• [Task objective]:
Filter the material, keeping only lines with the word "PolyOps".

• [Task input]:

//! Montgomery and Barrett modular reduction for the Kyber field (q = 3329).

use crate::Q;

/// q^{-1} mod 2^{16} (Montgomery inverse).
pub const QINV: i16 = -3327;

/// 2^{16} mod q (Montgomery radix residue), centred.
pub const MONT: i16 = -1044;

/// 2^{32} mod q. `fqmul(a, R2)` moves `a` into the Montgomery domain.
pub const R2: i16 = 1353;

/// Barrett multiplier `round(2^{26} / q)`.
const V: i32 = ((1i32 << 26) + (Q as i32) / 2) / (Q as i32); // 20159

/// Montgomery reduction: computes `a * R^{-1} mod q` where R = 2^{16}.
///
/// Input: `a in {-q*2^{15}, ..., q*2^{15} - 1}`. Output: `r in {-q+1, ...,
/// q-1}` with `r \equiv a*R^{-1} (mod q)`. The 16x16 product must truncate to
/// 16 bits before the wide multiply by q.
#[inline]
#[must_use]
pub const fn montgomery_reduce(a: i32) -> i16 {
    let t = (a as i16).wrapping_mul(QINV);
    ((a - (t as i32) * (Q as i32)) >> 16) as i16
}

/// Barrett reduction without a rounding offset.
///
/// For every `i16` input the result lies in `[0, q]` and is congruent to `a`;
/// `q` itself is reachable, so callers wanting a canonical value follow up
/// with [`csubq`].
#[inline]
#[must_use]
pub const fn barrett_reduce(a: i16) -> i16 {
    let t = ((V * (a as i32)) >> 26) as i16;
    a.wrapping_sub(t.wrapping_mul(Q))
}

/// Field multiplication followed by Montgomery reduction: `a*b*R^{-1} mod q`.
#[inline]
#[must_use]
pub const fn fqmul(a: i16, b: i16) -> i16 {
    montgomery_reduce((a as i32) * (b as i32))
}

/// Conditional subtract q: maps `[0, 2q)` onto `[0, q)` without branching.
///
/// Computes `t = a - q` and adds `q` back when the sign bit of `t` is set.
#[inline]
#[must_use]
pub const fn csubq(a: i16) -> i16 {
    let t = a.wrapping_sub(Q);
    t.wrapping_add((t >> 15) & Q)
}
* * *
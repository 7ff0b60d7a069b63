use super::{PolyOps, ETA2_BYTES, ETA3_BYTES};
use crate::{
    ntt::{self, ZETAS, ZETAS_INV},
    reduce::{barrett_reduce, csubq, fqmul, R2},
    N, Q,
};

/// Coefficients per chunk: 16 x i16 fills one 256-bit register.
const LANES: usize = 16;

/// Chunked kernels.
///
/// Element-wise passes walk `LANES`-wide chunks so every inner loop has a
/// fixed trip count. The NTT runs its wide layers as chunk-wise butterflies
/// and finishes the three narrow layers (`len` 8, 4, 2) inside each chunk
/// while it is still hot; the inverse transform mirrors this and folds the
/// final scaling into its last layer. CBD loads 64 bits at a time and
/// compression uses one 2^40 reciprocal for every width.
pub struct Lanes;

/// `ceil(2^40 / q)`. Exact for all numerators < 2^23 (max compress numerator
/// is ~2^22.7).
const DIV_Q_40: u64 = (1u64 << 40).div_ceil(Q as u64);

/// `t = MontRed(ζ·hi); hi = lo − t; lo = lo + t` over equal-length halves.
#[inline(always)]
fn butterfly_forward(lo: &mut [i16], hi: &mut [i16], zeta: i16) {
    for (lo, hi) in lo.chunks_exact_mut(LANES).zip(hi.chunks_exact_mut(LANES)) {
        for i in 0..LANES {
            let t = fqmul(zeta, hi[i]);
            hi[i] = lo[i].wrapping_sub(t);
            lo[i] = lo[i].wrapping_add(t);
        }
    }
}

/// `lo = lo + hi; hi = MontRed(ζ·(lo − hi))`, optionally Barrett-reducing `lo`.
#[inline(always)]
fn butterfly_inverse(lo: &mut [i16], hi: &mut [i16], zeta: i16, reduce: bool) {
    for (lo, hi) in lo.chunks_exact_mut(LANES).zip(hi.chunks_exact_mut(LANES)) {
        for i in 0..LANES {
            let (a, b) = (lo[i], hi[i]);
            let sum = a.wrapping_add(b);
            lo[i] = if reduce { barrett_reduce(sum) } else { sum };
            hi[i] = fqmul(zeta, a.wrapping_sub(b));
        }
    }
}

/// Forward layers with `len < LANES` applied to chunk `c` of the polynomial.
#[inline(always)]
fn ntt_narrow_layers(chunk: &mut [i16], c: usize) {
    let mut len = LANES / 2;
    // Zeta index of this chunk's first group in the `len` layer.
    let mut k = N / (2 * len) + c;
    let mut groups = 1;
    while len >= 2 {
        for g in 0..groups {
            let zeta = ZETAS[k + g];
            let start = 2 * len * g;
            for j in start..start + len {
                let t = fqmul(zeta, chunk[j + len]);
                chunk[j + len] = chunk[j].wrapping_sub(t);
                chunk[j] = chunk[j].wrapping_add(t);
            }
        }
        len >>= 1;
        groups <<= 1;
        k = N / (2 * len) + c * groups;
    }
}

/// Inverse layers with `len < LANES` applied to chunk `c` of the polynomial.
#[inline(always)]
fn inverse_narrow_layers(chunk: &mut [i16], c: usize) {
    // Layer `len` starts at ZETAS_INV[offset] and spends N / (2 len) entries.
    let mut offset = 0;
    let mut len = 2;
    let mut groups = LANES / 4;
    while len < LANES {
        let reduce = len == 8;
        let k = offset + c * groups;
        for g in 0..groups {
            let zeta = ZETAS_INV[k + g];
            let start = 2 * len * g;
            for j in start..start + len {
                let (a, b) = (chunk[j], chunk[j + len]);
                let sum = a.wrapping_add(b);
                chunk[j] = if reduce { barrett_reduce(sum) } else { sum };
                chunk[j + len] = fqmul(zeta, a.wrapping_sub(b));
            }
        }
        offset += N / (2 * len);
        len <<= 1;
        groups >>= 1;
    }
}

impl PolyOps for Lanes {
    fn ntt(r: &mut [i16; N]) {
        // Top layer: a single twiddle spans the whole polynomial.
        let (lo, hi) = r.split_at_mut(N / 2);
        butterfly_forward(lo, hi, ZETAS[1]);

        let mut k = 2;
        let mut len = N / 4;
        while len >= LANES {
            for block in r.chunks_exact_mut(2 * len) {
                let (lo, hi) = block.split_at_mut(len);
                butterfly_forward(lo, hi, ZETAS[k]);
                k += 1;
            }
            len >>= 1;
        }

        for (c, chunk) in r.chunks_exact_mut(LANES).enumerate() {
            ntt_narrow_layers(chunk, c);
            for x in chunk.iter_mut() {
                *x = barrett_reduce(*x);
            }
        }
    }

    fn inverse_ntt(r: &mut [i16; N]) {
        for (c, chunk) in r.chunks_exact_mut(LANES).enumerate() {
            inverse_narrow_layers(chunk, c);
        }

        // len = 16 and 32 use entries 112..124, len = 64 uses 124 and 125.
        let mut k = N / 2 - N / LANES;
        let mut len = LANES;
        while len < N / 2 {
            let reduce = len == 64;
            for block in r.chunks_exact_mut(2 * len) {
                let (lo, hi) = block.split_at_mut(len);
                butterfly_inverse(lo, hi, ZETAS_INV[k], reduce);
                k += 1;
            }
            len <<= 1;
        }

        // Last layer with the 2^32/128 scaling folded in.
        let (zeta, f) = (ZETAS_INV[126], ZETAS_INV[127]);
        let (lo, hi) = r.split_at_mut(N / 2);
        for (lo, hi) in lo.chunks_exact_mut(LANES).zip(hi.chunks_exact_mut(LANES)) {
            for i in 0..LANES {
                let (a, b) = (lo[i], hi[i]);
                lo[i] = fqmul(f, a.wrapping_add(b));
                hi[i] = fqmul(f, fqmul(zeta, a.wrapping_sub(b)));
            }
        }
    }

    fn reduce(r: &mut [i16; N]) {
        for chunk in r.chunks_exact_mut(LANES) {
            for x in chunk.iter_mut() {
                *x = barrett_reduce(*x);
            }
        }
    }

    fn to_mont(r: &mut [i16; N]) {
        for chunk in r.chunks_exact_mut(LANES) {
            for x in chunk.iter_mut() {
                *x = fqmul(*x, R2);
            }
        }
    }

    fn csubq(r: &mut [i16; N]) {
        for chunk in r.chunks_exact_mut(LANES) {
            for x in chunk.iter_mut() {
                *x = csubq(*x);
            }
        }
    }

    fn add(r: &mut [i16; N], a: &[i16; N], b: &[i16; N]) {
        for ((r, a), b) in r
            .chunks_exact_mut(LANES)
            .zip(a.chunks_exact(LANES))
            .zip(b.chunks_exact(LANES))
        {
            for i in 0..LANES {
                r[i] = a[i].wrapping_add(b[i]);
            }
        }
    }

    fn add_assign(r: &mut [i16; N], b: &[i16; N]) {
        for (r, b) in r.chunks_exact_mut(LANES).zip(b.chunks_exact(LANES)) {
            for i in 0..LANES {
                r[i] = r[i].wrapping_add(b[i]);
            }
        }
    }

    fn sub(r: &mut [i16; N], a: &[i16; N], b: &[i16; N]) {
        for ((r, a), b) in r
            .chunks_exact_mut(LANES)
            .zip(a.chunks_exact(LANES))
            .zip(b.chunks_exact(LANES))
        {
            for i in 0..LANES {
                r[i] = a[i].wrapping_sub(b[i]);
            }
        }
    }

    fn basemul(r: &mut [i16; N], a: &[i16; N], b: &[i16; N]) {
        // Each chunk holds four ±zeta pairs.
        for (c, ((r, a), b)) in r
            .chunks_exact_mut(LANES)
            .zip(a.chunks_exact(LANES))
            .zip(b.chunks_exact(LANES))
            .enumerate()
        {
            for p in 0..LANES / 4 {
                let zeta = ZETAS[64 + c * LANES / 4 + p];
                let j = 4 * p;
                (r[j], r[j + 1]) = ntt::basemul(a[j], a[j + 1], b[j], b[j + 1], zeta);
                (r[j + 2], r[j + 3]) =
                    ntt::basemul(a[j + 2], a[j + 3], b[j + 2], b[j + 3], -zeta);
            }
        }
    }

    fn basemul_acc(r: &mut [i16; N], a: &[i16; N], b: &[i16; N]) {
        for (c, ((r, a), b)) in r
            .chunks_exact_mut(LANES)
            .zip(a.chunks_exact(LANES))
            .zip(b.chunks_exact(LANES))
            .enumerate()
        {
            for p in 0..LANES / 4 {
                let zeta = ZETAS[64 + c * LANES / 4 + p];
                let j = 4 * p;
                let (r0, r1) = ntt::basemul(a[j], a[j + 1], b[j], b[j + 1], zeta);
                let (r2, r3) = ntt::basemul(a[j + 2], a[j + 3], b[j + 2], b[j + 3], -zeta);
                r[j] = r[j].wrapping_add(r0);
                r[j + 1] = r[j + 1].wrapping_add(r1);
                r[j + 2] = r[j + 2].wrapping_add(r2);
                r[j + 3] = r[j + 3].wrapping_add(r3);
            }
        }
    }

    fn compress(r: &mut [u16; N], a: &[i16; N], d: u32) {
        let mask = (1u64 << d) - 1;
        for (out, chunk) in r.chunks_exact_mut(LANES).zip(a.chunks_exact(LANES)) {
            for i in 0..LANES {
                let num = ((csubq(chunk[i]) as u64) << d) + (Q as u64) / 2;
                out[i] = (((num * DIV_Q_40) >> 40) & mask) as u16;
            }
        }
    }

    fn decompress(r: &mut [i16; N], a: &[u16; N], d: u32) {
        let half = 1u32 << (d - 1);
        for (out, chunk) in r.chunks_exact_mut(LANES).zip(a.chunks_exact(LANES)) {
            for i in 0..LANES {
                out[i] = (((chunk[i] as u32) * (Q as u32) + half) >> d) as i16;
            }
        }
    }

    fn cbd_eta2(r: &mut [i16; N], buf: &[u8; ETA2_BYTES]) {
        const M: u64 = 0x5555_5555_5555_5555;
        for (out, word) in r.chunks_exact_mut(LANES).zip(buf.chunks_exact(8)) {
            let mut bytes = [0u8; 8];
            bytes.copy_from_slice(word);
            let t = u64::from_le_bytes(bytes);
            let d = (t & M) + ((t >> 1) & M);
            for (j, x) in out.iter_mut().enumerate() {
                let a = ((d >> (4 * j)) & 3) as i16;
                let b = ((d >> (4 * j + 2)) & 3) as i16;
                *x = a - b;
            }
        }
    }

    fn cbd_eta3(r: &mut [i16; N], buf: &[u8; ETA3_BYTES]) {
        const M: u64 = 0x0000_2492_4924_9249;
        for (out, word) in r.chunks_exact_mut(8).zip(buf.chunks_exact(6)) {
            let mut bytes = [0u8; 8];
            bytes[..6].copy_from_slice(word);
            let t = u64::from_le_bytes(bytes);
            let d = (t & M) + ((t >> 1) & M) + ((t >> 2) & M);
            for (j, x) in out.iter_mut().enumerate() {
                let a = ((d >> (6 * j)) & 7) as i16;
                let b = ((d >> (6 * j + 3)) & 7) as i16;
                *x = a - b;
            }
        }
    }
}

• [Solution to this problem]:
use super::{PolyOps, ETA2_BYTES, ETA3_BYTES};
impl PolyOps for Lanes {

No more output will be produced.